Sunday, May 15, 2016

Healthcare time vortex

Dr. Sri-Sheshadariprativadibayankaram has been trapped in an apparent healthcare time vortex as he continues to be forced to re-explain medical care to multiple family members who keep entering the room at staggered intervals.  “I don’t know what to do.  This is the eighth time I explained to the family about the patient’s illness.  Oh crap, here comes another family member!” said Dr. Sri-Sheshadariprativadibayankaram before ducking into the nearby nutrition pantry.

The helpless hospitalist’s rounds began otherwise normally, with an over 30-minute face-to-face nuanced discussion about the patient’s plan of care involving the patient’s husband, sister, and cousin.  “I mean, I put in the time.  I sat down and described everything very methodically to all the family members and made sure all of their questions were answered,” offered Dr. Sri-Sheshadariprativadibayankaram.  But things took a vexing turn for the worse when the doctor was about to walk out of the room.

“The patient’s spouse wanted me to explain everything again to the patient’s parents via speakerphone,” said Dr. Sri-Sheshadariprativadibayankaram.  “So I did it.  That took another 45 minutes.  They were pretty hard of hearing so I had to repeat things several times.”

And just as the fatigued physician stood up to start attending to his other patients, another family member (this time, the patient’s great uncle) stormed into the room demanding a thorough description of the patient’s health status, adding that “I’ve done my homework!” while confrontationally waving several pages of paper printed from WebMD.

“On and on it went,” recounted the worn-out doctor.  “I began to fear that I would perish due to malnutrition.  Thankfully the sweet nurse recognized that I was stuck in the healthcare time vortex and she slipped me graham crackers and peanut butter from the nursing station.  I nearly died.”

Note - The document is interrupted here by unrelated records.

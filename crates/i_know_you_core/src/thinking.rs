//! The staged wait between the last question and the reveal.

use std::time::{Duration, Instant};

use derive_getters::Getters;
use tracing::{info, instrument};

use crate::Timeline;

/// How long the thinking screen stays up.
pub const THINKING_DURATION: Duration = Duration::from_millis(5000);

/// Interval between message changes.
pub const MESSAGE_INTERVAL: Duration = Duration::from_millis(1200);

/// Time for one full spinner revolution.
pub const SPIN_PERIOD: Duration = Duration::from_millis(4000);

/// Time for one grow-and-shrink pulse.
pub const PULSE_PERIOD: Duration = Duration::from_millis(2400);

#[derive(Debug, Clone, Copy, PartialEq, Eq)]
enum ThinkingEvent {
    NextMessage,
    Done,
}

/// Result of ticking the thinking sequencer.
#[derive(Debug, Clone, Copy, PartialEq, Eq)]
pub enum ThinkingStep {
    /// Keep showing the animation.
    Running,
    /// The wait is over; move to the result screen.
    Done,
}

/// Timers and animation phases of one thinking screen visit.
#[derive(Debug, Getters)]
pub struct ThinkingSequencer {
    /// When the screen was entered.
    started: Instant,
    /// Number of message changes so far; take it modulo the message count.
    message_ticks: usize,
    #[getter(skip)]
    timeline: Timeline<ThinkingEvent>,
}

impl ThinkingSequencer {
    /// Schedules the message cycle and the end of the wait.
    #[instrument]
    pub fn new(started: Instant) -> Self {
        let mut timeline = Timeline::new();
        timeline.schedule_every(
            started + MESSAGE_INTERVAL,
            MESSAGE_INTERVAL,
            ThinkingEvent::NextMessage,
        );
        timeline.schedule_at(started + THINKING_DURATION, ThinkingEvent::Done);
        Self {
            started,
            message_ticks: 0,
            timeline,
        }
    }

    /// Fires due timers.
    pub fn tick(&mut self, now: Instant) -> ThinkingStep {
        for event in self.timeline.drain_due(now) {
            match event {
                ThinkingEvent::NextMessage => self.message_ticks += 1,
                ThinkingEvent::Done => {
                    info!("Thinking finished");
                    self.timeline.cancel_all();
                    return ThinkingStep::Done;
                }
            }
        }
        ThinkingStep::Running
    }

    /// Index of the message to show out of `count` messages.
    pub fn message_index(&self, count: usize) -> usize {
        if count == 0 { 0 } else { self.message_ticks % count }
    }

    /// Spinner frame out of `frames`, completing one revolution per
    /// [`SPIN_PERIOD`].
    pub fn spinner_frame(&self, now: Instant, frames: usize) -> usize {
        if frames == 0 {
            return 0;
        }
        let phase = phase(self.elapsed(now), SPIN_PERIOD);
        ((phase * frames as f64) as usize).min(frames - 1)
    }

    /// Pulse level in `0.0..=1.0`, rising for the first half of
    /// [`PULSE_PERIOD`] and falling for the second.
    pub fn pulse(&self, now: Instant) -> f64 {
        let phase = phase(self.elapsed(now), PULSE_PERIOD);
        if phase < 0.5 { phase * 2.0 } else { (1.0 - phase) * 2.0 }
    }

    /// Fraction of the wait that has elapsed, capped at 1.0.
    pub fn progress(&self, now: Instant) -> f64 {
        (self.elapsed(now).as_secs_f64() / THINKING_DURATION.as_secs_f64()).min(1.0)
    }

    fn elapsed(&self, now: Instant) -> Duration {
        now.saturating_duration_since(self.started)
    }
}

fn phase(elapsed: Duration, period: Duration) -> f64 {
    let period_ms = period.as_millis().max(1);
    (elapsed.as_millis() % period_ms) as f64 / period_ms as f64
}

When Dr. Sri-Sheshadariprativadibayankaram started to emotionally break down and beg for the arrangement of a coordinated family conference, multiple relatives of the patient replied that it would be far too difficult to get such a large family together on the same page at the same time.

The hospitalist added, “This is worse than the time I was asked to contact a distant family member, available only by telephone after hours, to confirm brain death of a patient.  Or the time I was stuck on phone hold with an insurance company for several straight days.”

At press time, the doctor had finally emerged from the patient’s room before realizing that he was being paged overhead by the very same family, at which point he groaned while pivoting to reenter the room.